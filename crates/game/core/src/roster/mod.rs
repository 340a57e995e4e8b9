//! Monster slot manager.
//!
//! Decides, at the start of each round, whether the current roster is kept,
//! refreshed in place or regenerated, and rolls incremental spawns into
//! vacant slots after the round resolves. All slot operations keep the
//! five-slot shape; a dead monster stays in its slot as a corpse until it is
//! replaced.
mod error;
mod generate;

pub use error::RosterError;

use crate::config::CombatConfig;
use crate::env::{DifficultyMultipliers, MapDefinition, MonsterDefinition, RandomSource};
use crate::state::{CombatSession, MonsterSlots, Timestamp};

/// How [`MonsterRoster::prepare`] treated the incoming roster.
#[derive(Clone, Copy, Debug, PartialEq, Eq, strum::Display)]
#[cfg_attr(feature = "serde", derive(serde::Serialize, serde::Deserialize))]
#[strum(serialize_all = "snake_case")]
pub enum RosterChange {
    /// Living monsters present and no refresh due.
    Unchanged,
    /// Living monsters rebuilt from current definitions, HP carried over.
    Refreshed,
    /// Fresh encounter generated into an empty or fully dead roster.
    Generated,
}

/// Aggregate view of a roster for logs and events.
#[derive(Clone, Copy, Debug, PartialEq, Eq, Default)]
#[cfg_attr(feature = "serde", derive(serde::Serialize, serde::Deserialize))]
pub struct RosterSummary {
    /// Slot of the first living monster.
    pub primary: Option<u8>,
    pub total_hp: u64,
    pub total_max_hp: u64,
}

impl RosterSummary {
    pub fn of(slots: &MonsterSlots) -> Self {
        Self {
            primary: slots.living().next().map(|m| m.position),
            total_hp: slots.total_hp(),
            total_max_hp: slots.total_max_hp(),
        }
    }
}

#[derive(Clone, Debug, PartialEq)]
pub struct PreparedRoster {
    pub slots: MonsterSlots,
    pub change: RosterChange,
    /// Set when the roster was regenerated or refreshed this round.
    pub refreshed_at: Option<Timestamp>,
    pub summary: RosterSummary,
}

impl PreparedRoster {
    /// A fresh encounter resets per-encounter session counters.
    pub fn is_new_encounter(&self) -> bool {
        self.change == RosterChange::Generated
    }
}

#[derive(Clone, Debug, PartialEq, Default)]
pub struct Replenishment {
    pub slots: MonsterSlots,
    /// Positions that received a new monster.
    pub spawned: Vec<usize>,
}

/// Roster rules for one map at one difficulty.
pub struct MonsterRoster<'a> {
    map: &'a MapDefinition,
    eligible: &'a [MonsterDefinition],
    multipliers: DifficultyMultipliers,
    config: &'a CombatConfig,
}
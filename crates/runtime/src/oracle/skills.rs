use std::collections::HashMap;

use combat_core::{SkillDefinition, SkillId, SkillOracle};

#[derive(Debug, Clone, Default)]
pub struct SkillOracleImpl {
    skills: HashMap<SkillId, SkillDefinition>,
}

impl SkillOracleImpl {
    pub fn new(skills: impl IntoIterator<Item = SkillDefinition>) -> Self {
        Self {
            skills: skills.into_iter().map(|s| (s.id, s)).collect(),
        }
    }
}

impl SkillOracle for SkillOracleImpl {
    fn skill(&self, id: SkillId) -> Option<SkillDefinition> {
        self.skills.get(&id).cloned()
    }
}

→ What you need to do: Word for word, restate the entries that appear above.

→ Answer to the problem:
filename crates/game/core/src/roster/mod.rs
repository 340a57e995e4e8b9
//! Monster slot manager.
//!
//! Decides, at the start of each round, whether the current roster is kept,
//! refreshed in place or regenerated, and rolls incremental spawns into
//! vacant slots after the round resolves. All slot operations keep the
//! five-slot shape; a dead monster stays in its slot as a corpse until it is
//! replaced.
mod error;
mod generate;

pub use error::RosterError;

use crate::config::CombatConfig;
use crate::env::{DifficultyMultipliers, MapDefinition, MonsterDefinition, RandomSource};
use crate::state::{CombatSession, MonsterSlots, Timestamp};

/// How [`MonsterRoster::prepare`] treated the incoming roster.
#[derive(Clone, Copy, Debug, PartialEq, Eq, strum::Display)]
#[cfg_attr(feature = "serde", derive(serde::Serialize, serde::Deserialize))]
#[strum(serialize_all = "snake_case")]
pub enum RosterChange {
    /// Living monsters present and no refresh due.
    Unchanged,
    /// Living monsters rebuilt from current definitions, HP carried over.
    Refreshed,
    /// Fresh encounter generated into an empty or fully dead roster.
    Generated,
}

/// Aggregate view of a roster for logs and events.
#[derive(Clone, Copy, Debug, PartialEq, Eq, Default)]
#[cfg_attr(feature = "serde", derive(serde::Serialize, serde::Deserialize))]
pub struct RosterSummary {
    /// Slot of the first living monster.
    pub primary: Option<u8>,
    pub total_hp: u64,
    pub total_max_hp: u64,
}

impl RosterSummary {
    pub fn of(slots: &MonsterSlots) -> Self {
        Self {
            primary: slots.living().next().map(|m| m.position),
            total_hp: slots.total_hp(),
            total_max_hp: slots.total_max_hp(),
        }
    }
}

#[derive(Clone, Debug, PartialEq)]
pub struct PreparedRoster {
    pub slots: MonsterSlots,
    pub change: RosterChange,
    /// Set when the roster was regenerated or refreshed this round.
    pub refreshed_at: Option<Timestamp>,
    pub summary: RosterSummary,
}

impl PreparedRoster {
    /// A fresh encounter resets per-encounter session counters.
    pub fn is_new_encounter(&self) -> bool {
        self.change == RosterChange::Generated
    }
}

#[derive(Clone, Debug, PartialEq, Default)]
pub struct Replenishment {
    pub slots: MonsterSlots,
    /// Positions that received a new monster.
    pub spawned: Vec<usize>,
}

/// Roster rules for one map at one difficulty.
pub struct MonsterRoster<'a> {
    map: &'a MapDefinition,
    eligible: &'a [MonsterDefinition],
    multipliers: DifficultyMultipliers,
    config: &'a CombatConfig,
}
filename crates/runtime/src/oracle/skills.rs
use std::collections::HashMap;

use combat_core::{SkillDefinition, SkillId, SkillOracle};

#[derive(Debug, Clone, Default)]
pub struct SkillOracleImpl {
    skills: HashMap<SkillId, SkillDefinition>,
}

impl SkillOracleImpl {
    pub fn new(skills: impl IntoIterator<Item = SkillDefinition>) -> Self {
        Self {
            skills: skills.into_iter().map(|s| (s.id, s)).collect(),
        }
    }
}

impl SkillOracle for SkillOracleImpl {
    fn skill(&self, id: SkillId) -> Option<SkillDefinition> {
        self.skills.get(&id).cloned()
    }
}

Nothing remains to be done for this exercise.